Records involving Madigan sought by federal probe into southwest Chicago suburb
Federal investigators are seeking records from a small village near Chicago. The subpoena names Illinois House Speaker Mike Madigan, his political lieutenants and former ComEd lobbyists.
Illinois House Speaker Mike Madigan and members of his inner circle are named in a federal subpoena served on a small village southwest of Chicago.
An IRS agent on Feb. 14 delivered the subpoena that gives Merrionette Park, a southwest Chicago suburb, until March 4 to deliver records to a federal grand jury, according to a copy obtained by the Chicago Sun-Times. The subpoena seeks “correspondence with, or other communications (such as internal email messages) documenting communications with, Michael Madigan, Michael McClain, Timothy Mapes, Kevin Quinn and/or Marty Quinn.”
McClain is a former state lawmaker, former Commonwealth Edison lobbyist and long-time Madigan confidant who was accused of setting up $30,000 in payments through ComEd lobbyists to Kevin Quinn after he was ousted as a Madigan political operative. Quinn was accused of sexual harassment by campaign worker Alaina Hampton, who recently settled with Madigan’s campaign for $275,000.
Quinn is the brother of Chicago Ald. Marty Quinn, who represents the 13th Ward where Madigan lives.
Mapes was Madigan’s chief of staff until he was ousted by Madigan in 2018 over complaints that he bullied state employees and made inappropriate comments in the workplace.
A long-serving Madigan campaign worker is also a main subject of the subpoena. Raymond Nice since 2006 worked for Madigan and since 2015 worked as a contractor for Merrionette Park, according to the Sun-Times. Contracts, checks, payment records and other documents explaining Nice’s work for the village were sought by the subpoena. Nice declined comment.
Village attorney Burt Odelson said the village was still gathering records. He said it did not appear anyone with the village did anything wrong.
McClain was interviewed by WBEZ and said federal agents tried to get him to help them investigate ComEd and its political dealings. Part of the investigation is into whether Madigan pressured ComEd to hire lobbyists but require little or no work from them, the Sun-Times reported.
The newspaper did not reach a Madigan spokesman.
Nice was a business development consultant for the village, former Mayor Dennis Magee said. Magee said he hired Nice because they were golfing buddies, but that Nice did the work he was paid to do.
Nice formerly worked for the Cook County recorder of deeds, then worked as a ComEd lobbyist for Jay Doherty, also a ComEd lobbyist and City Club of Chicago leader. WBEZ reported Nice ended his ComEd work after federal agents raided City Club offices.
In the past year, federal investigators raided offices and homes across the Chicago suburbs, with red-light traffic camera vendor SafeSpeed LLC the common denominator in many. Agents appear to be trying to establish whether pay-offs were made in exchange for installing the cameras. Merrionette Park has no red-light cameras.
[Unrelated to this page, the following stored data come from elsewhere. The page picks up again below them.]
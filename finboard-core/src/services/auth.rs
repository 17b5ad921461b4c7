//! Auth context provider
//!
//! Owns the current identity and its privileges and broadcasts every change
//! through a `watch` channel. Guard, navigation and page services read from
//! here instead of talking to the session backend themselves.
//!
//! Whenever the identity becomes `Some`, its privileges are resolved before
//! the state carrying it is published, so a subscriber never observes an
//! identity without privileges once loading is over.

use std::sync::atomic::{AtomicU64, Ordering};
use std::sync::Arc;

use serde::Serialize;
use tokio::sync::watch;
use tracing::{info, warn};

use crate::domain::result::{Error, Result};
use crate::domain::{Identity, PrivilegeSet, Session};
use crate::ports::SessionBackend;
use crate::services::privilege::{PrivilegeResolution, PrivilegeResolver, PrivilegeSource};

/// Lifecycle of the auth context
#[derive(Debug, Clone, Copy, PartialEq, Eq, Serialize)]
#[serde(rename_all = "camelCase")]
pub enum AuthPhase {
    /// `initialize` has not been called yet
    Uninitialized,
    /// Restoring a persisted session
    Resolving,
    Ready,
}

/// Snapshot published to subscribers
#[derive(Debug, Clone, PartialEq, Eq, Serialize)]
#[serde(rename_all = "camelCase")]
pub struct AuthState {
    pub phase: AuthPhase,
    pub identity: Option<Identity>,
    pub privileges: Option<PrivilegeSet>,
    pub privilege_source: Option<PrivilegeSource>,
    pub loading: bool,
}

impl AuthState {
    fn uninitialized() -> Self {
        Self {
            phase: AuthPhase::Uninitialized,
            identity: None,
            privileges: None,
            privilege_source: None,
            loading: true,
        }
    }

    fn resolving() -> Self {
        Self {
            phase: AuthPhase::Resolving,
            ..Self::uninitialized()
        }
    }

    fn anonymous() -> Self {
        Self {
            phase: AuthPhase::Ready,
            identity: None,
            privileges: None,
            privilege_source: None,
            loading: false,
        }
    }

    fn signed_in(identity: Identity, resolution: PrivilegeResolution) -> Self {
        Self {
            phase: AuthPhase::Ready,
            identity: Some(identity),
            privileges: Some(resolution.privileges),
            privilege_source: Some(resolution.source),
            loading: false,
        }
    }

    pub fn is_authenticated(&self) -> bool {
        self.identity.is_some()
    }
}

/// Result of a sign-up request
#[derive(Debug, Clone, PartialEq, Eq)]
pub enum SignUpOutcome {
    /// A session was issued and is now current
    SignedIn(Identity),
    /// The account exists but must be confirmed before signing in
    ConfirmationPending,
}

pub struct AuthService {
    backend: Arc<dyn SessionBackend>,
    resolver: PrivilegeResolver,
    state: watch::Sender<AuthState>,
    /// Bumped whenever a new identity (or none) is about to be published;
    /// results computed under an older generation are dropped.
    generation: AtomicU64,
    /// Generation of the most recent sign-out
    signed_out_at: AtomicU64,
}

impl AuthService {
    pub fn new(backend: Arc<dyn SessionBackend>, resolver: PrivilegeResolver) -> Self {
        let (state, _) = watch::channel(AuthState::uninitialized());
        Self {
            backend,
            resolver,
            state,
            generation: AtomicU64::new(0),
            signed_out_at: AtomicU64::new(0),
        }
    }

    /// Name of the session backend ("remote" or "local")
    pub fn backend_name(&self) -> &str {
        self.backend.name()
    }

    pub fn subscribe(&self) -> watch::Receiver<AuthState> {
        self.state.subscribe()
    }

    /// Current snapshot
    pub fn state(&self) -> AuthState {
        self.state.borrow().clone()
    }

    /// Current identity, or an authentication error when signed out
    pub fn require_identity(&self) -> Result<Identity> {
        self.state
            .borrow()
            .identity
            .clone()
            .ok_or_else(|| Error::authentication("Not signed in"))
    }

    /// Session bootstrap: restore the persisted session, resolve its
    /// privileges, then publish `Ready` once.
    ///
    /// A failed restore still ends in `Ready` (signed out); the error is
    /// returned so the caller can report it.
    pub async fn initialize(&self) -> Result<Option<Identity>> {
        let generation = self.next_generation();
        self.state.send_replace(AuthState::resolving());

        match self.backend.restore().await {
            Ok(Some(session)) => {
                let identity = session.identity;
                let resolution = self.resolver.resolve(&identity.id).await;
                self.publish(generation, AuthState::signed_in(identity.clone(), resolution));
                Ok(Some(identity))
            }
            Ok(None) => {
                self.publish(generation, AuthState::anonymous());
                Ok(None)
            }
            Err(e) => {
                warn!(backend = self.backend.name(), error = %e, "session restore failed");
                self.publish(generation, AuthState::anonymous());
                Err(e)
            }
        }
    }

    /// Sign in with email and password.
    ///
    /// On failure nothing changes: the previous state stays published. A
    /// sign-in overtaken by a sign-out (or another sign-in) while in flight
    /// fails too, and its fresh session is discarded.
    pub async fn sign_in(&self, email: &str, password: &str) -> Result<Identity> {
        let started = self.generation.load(Ordering::SeqCst);
        let session = self.backend.sign_in(email, password).await?;
        let identity = self.adopt(started, session).await?;
        info!(backend = self.backend.name(), "signed in");
        Ok(identity)
    }

    pub async fn sign_up(&self, email: &str, password: &str) -> Result<SignUpOutcome> {
        let started = self.generation.load(Ordering::SeqCst);
        match self.backend.sign_up(email, password).await? {
            Some(session) => {
                let identity = self.adopt(started, session).await?;
                info!(backend = self.backend.name(), "signed up");
                Ok(SignUpOutcome::SignedIn(identity))
            }
            None => Ok(SignUpOutcome::ConfirmationPending),
        }
    }

    /// Clear the current identity and revoke the session.
    ///
    /// Idempotent. Backend failures are logged, never returned.
    pub async fn sign_out(&self) {
        let generation = self.next_generation();
        self.signed_out_at.store(generation, Ordering::SeqCst);
        self.state.send_replace(AuthState::anonymous());

        if let Err(e) = self.backend.sign_out().await {
            warn!(backend = self.backend.name(), error = %e, "sign-out failed on backend");
        } else {
            info!(backend = self.backend.name(), "signed out");
        }
    }

    /// Re-resolve privileges for the current identity. No-op when signed out.
    pub async fn refresh_privileges(&self) -> Option<PrivilegeResolution> {
        let identity = self.state.borrow().identity.clone()?;
        let resolution = self.resolver.resolve(&identity.id).await;

        let privileges = resolution.privileges;
        let source = resolution.source;
        self.state.send_if_modified(|state| {
            // Identity changed while resolving: the result belongs to nobody
            if state.identity.as_ref().map(|i| i.id.as_str()) != Some(identity.id.as_str()) {
                return false;
            }
            let changed =
                state.privileges != Some(privileges) || state.privilege_source != Some(source);
            state.privileges = Some(privileges);
            state.privilege_source = Some(source);
            changed
        });

        Some(resolution)
    }

    /// Publish a fresh session, unless another operation started after
    /// `started` (the generation observed before the backend call).
    async fn adopt(&self, started: u64, session: Session) -> Result<Identity> {
        let generation = started + 1;
        if self
            .generation
            .compare_exchange(started, generation, Ordering::SeqCst, Ordering::SeqCst)
            .is_err()
        {
            return Err(self.discard_superseded().await);
        }

        let identity = session.identity;
        let resolution = self.resolver.resolve(&identity.id).await;
        if !self.publish(generation, AuthState::signed_in(identity.clone(), resolution)) {
            return Err(self.discard_superseded().await);
        }
        Ok(identity)
    }

    /// Undo the backend session of a sign-in overtaken by a sign-out. When a
    /// newer sign-in or restore won instead, the persisted session is theirs.
    async fn discard_superseded(&self) -> Error {
        warn!(backend = self.backend.name(), "sign-in superseded before it completed");
        let latest = self.generation.load(Ordering::SeqCst);
        if self.signed_out_at.load(Ordering::SeqCst) == latest {
            if let Err(e) = self.backend.sign_out().await {
                warn!(backend = self.backend.name(), error = %e, "could not discard superseded session");
            }
        }
        Error::authentication("Sign-in was cancelled")
    }

    fn next_generation(&self) -> u64 {
        self.generation.fetch_add(1, Ordering::SeqCst) + 1
    }

    /// Publish `next` unless a newer operation has started since `generation`.
    /// Returns whether it was published.
    fn publish(&self, generation: u64, next: AuthState) -> bool {
        let mut published = false;
        self.state.send_if_modified(|state| {
            if self.generation.load(Ordering::SeqCst) != generation {
                return false;
            }
            *state = next;
            published = true;
            true
        });
        published
    }
}
//! Bill receipt metadata

use chrono::{DateTime, Utc};
use serde::{Deserialize, Serialize};
use uuid::Uuid;

/// A receipt file stored in object storage under the owner's person id
#[derive(Debug, Clone, PartialEq, Eq, Serialize, Deserialize)]
pub struct Bill {
    pub id: Uuid,
    pub person_id: Uuid,
    /// Original file name as supplied by the user
    pub name: String,
    /// Object path inside the bills bucket
    pub path: String,
    pub mime: String,
    pub extension: String,
    pub created_at: DateTime<Utc>,
}

impl Bill {
    /// Lowercased extension of a file name, without the dot
    pub fn extension_of(file_name: &str) -> Option<String> {
        let (stem, ext) = file_name.rsplit_once('.')?;
        if stem.is_empty() || ext.is_empty() {
            return None;
        }
        Some(ext.to_lowercase())
    }

    pub fn mime_for_extension(extension: &str) -> &'static str {
        match extension {
            "pdf" => "application/pdf",
            "png" => "image/png",
            "jpg" | "jpeg" => "image/jpeg",
            "gif" => "image/gif",
            "webp" => "image/webp",
            _ => "application/octet-stream",
        }
    }
}
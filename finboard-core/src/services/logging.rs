//! Event log - what the app did, kept in logs.duckdb
//!
//! Every row is one [`EventKind`] plus a little context: the session backend,
//! the page route, the privilege a page was refused for, or the class of the
//! error (`Error::kind()`). Emails, amounts, descriptions and file names never
//! reach this table.

use std::fmt;
use std::path::{Path, PathBuf};
use std::str::FromStr;
use std::sync::{Mutex, MutexGuard};

use anyhow::{anyhow, Result};
use chrono::{DateTime, TimeZone, Utc};
use duckdb::{params_from_iter, Connection};
use serde::{Deserialize, Serialize};

use crate::domain::PrivilegeKey;
use crate::log_migrations::LOG_MIGRATIONS;
use crate::services::navigation::Route;
use crate::services::MigrationService;

/// Everything the app records
#[derive(Debug, Clone, Copy, PartialEq, Eq, Hash, Serialize, Deserialize)]
#[serde(rename_all = "snake_case")]
pub enum EventKind {
    SignIn,
    SignInFailed,
    SignUp,
    SignOut,
    PageOpened,
    PageForbidden,
    EntryAdded,
    EntryFailed,
    BillUploaded,
    BillUploadFailed,
    ExportWritten,
}

impl EventKind {
    pub const ALL: [EventKind; 11] = [
        EventKind::SignIn,
        EventKind::SignInFailed,
        EventKind::SignUp,
        EventKind::SignOut,
        EventKind::PageOpened,
        EventKind::PageForbidden,
        EventKind::EntryAdded,
        EventKind::EntryFailed,
        EventKind::BillUploaded,
        EventKind::BillUploadFailed,
        EventKind::ExportWritten,
    ];

    pub fn as_str(&self) -> &'static str {
        match self {
            EventKind::SignIn => "sign_in",
            EventKind::SignInFailed => "sign_in_failed",
            EventKind::SignUp => "sign_up",
            EventKind::SignOut => "sign_out",
            EventKind::PageOpened => "page_opened",
            EventKind::PageForbidden => "page_forbidden",
            EventKind::EntryAdded => "entry_added",
            EventKind::EntryFailed => "entry_failed",
            EventKind::BillUploaded => "bill_uploaded",
            EventKind::BillUploadFailed => "bill_upload_failed",
            EventKind::ExportWritten => "export_written",
        }
    }

    /// Something the user tried did not happen
    pub fn is_failure(&self) -> bool {
        matches!(
            self,
            EventKind::SignInFailed
                | EventKind::PageForbidden
                | EventKind::EntryFailed
                | EventKind::BillUploadFailed
        )
    }
}

impl fmt::Display for EventKind {
    fn fmt(&self, f: &mut fmt::Formatter<'_>) -> fmt::Result {
        f.write_str(self.as_str())
    }
}

impl FromStr for EventKind {
    type Err = String;

    fn from_str(s: &str) -> std::result::Result<Self, Self::Err> {
        let wanted = s.trim().to_lowercase().replace('-', "_");
        EventKind::ALL
            .into_iter()
            .find(|kind| kind.as_str() == wanted)
            .ok_or_else(|| format!("Unknown event: {}", s.trim()))
    }
}

/// One event about to be recorded
#[derive(Debug, Clone, PartialEq, Eq)]
pub struct LogEvent {
    pub kind: EventKind,
    pub backend: Option<String>,
    pub route: Option<Route>,
    pub privilege: Option<PrivilegeKey>,
    pub error_kind: Option<&'static str>,
}

impl LogEvent {
    pub fn new(kind: EventKind) -> Self {
        Self {
            kind,
            backend: None,
            route: None,
            privilege: None,
            error_kind: None,
        }
    }

    /// Session backend in use ("remote" or "local")
    pub fn with_backend(mut self, backend: impl Into<String>) -> Self {
        self.backend = Some(backend.into());
        self
    }

    pub fn with_route(mut self, route: Route) -> Self {
        self.route = Some(route);
        self
    }

    /// The privilege a page was refused for
    pub fn with_privilege(mut self, key: PrivilegeKey) -> Self {
        self.privilege = Some(key);
        self
    }

    /// Error class, as returned by `Error::kind()`
    pub fn with_error(mut self, kind: &'static str) -> Self {
        self.error_kind = Some(kind);
        self
    }
}

/// A recorded event
#[derive(Debug, Clone, Serialize, Deserialize)]
pub struct LogEntry {
    pub id: i64,
    pub logged_at: DateTime<Utc>,
    pub app_version: String,
    pub platform: String,
    pub event: String,
    pub failed: bool,
    pub backend: Option<String>,
    pub page: Option<String>,
    pub privilege: Option<String>,
    pub error_kind: Option<String>,
}

/// Which entries `LoggingService::list` returns
#[derive(Debug, Clone, Default)]
pub struct LogFilter {
    pub limit: usize,
    pub failures_only: bool,
    pub event: Option<EventKind>,
}

impl LogFilter {
    pub fn recent(limit: usize) -> Self {
        Self {
            limit,
            ..Self::default()
        }
    }
}

pub struct LoggingService {
    conn: Mutex<Connection>,
    db_path: PathBuf,
    app_version: String,
}

impl LoggingService {
    /// Open (or create) `logs.duckdb` under `finboard_dir` and migrate it
    pub fn new(finboard_dir: &Path, app_version: impl Into<String>) -> Result<Self> {
        std::fs::create_dir_all(finboard_dir)?;
        let db_path = finboard_dir.join("logs.duckdb");
        let conn = Connection::open(&db_path)?;
        MigrationService::new(&conn, LOG_MIGRATIONS).run_pending()?;

        Ok(Self {
            conn: Mutex::new(conn),
            db_path,
            app_version: app_version.into(),
        })
    }

    fn conn(&self) -> Result<MutexGuard<'_, Connection>> {
        self.conn.lock().map_err(|e| anyhow!("Lock poisoned: {}", e))
    }

    pub fn log(&self, event: LogEvent) -> Result<()> {
        let conn = self.conn()?;
        conn.execute(
            "INSERT INTO sys_logs (
                logged_at, app_version, platform, event, failed,
                backend, page, privilege, error_kind
            ) VALUES (?, ?, ?, ?, ?, ?, ?, ?, ?)",
            duckdb::params![
                Utc::now().timestamp_millis(),
                &self.app_version,
                std::env::consts::OS,
                event.kind.as_str(),
                event.kind.is_failure(),
                event.backend,
                event.route.map(|r| r.path()),
                event.privilege.map(|k| k.as_str()),
                event.error_kind,
            ],
        )?;
        Ok(())
    }

    /// Newest first
    pub fn list(&self, filter: &LogFilter) -> Result<Vec<LogEntry>> {
        let mut sql = String::from(
            "SELECT id, logged_at, app_version, platform, event, failed,
                    backend, page, privilege, error_kind
             FROM sys_logs WHERE 1 = 1",
        );
        let mut args: Vec<String> = Vec::new();
        if filter.failures_only {
            sql.push_str(" AND failed");
        }
        if let Some(kind) = filter.event {
            sql.push_str(" AND event = ?");
            args.push(kind.as_str().to_string());
        }
        sql.push_str(&format!(" ORDER BY id DESC LIMIT {}", filter.limit));

        let conn = self.conn()?;
        let mut stmt = conn.prepare(&sql)?;
        let rows = stmt.query_map(params_from_iter(args.iter()), |row| {
            let millis: i64 = row.get(1)?;
            Ok(LogEntry {
                id: row.get(0)?,
                logged_at: Utc
                    .timestamp_millis_opt(millis)
                    .single()
                    .unwrap_or_default(),
                app_version: row.get(2)?,
                platform: row.get(3)?,
                event: row.get(4)?,
                failed: row.get(5)?,
                backend: row.get(6)?,
                page: row.get(7)?,
                privilege: row.get(8)?,
                error_kind: row.get(9)?,
            })
        })?;

        Ok(rows.collect::<std::result::Result<Vec<_>, _>>()?)
    }

    /// Number of entries per event name, most frequent first
    pub fn counts_by_event(&self) -> Result<Vec<(String, u64)>> {
        let conn = self.conn()?;
        let mut stmt = conn.prepare(
            "SELECT event, COUNT(*) FROM sys_logs GROUP BY event ORDER BY 2 DESC, 1",
        )?;
        let rows = stmt.query_map([], |row| Ok((row.get(0)?, row.get(1)?)))?;
        Ok(rows.collect::<std::result::Result<Vec<_>, _>>()?)
    }

    pub fn count(&self) -> Result<u64> {
        let conn = self.conn()?;
        Ok(conn.query_row("SELECT COUNT(*) FROM sys_logs", [], |row| row.get(0))?)
    }

    /// Delete entries logged before `cutoff`; returns how many went
    pub fn delete_before(&self, cutoff: DateTime<Utc>) -> Result<u64> {
        let conn = self.conn()?;
        let deleted = conn.execute(
            "DELETE FROM sys_logs WHERE logged_at < ?",
            [cutoff.timestamp_millis()],
        )?;
        Ok(deleted as u64)
    }

    pub fn db_path(&self) -> &Path {
        &self.db_path
    }
}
The cameras are responsible for taking $1 billion from drivers in Illinois between 2008 and 2018, according to an Illinois Policy Institute investigation. Studies show they fail to improve traffic safety and increase some types of collisions, serving mainly as municipal cash grabs.
State lawmakers are considering bills to restrict or ban the cameras. Five corruption indictments have resulted from schemes to place the cameras.
While the federal probes progress, Illinois lawmakers should work to block further opportunities for corruption in Illinois. Pending bills include:
- House Bill 4558, which would empower the state’s weak legislative watchdog office and prevent lawmakers from burying official reports on their colleagues’ misconduct.
- Senate Bill 2314, which would slow the revolving door from state lawmaker to lobbyist, establishing a two-year “cooling off” period.
- House Bill 4042, which would bar state lawmakers from lobbying other units of government.
- House Bill 4041, which would end Springfield’s honor system for disclosing conflicts of interest, instead establishing clear rules for when state lawmakers must recuse themselves from voting on a bill that would benefit them personally.
Many of these corruption reforms were proposed in 2009 after Rod Blagojevich was impeached as governor for trying to sell President Barack Obama’s vacant U.S. Senate seat. Blagojevich’s sentence was commuted by President Donald Trump and ended Feb. 18, meaning the reforms from his misdeeds have been held captive longer than he was.
It’s past time for Illinois to release these anti-corruption reforms.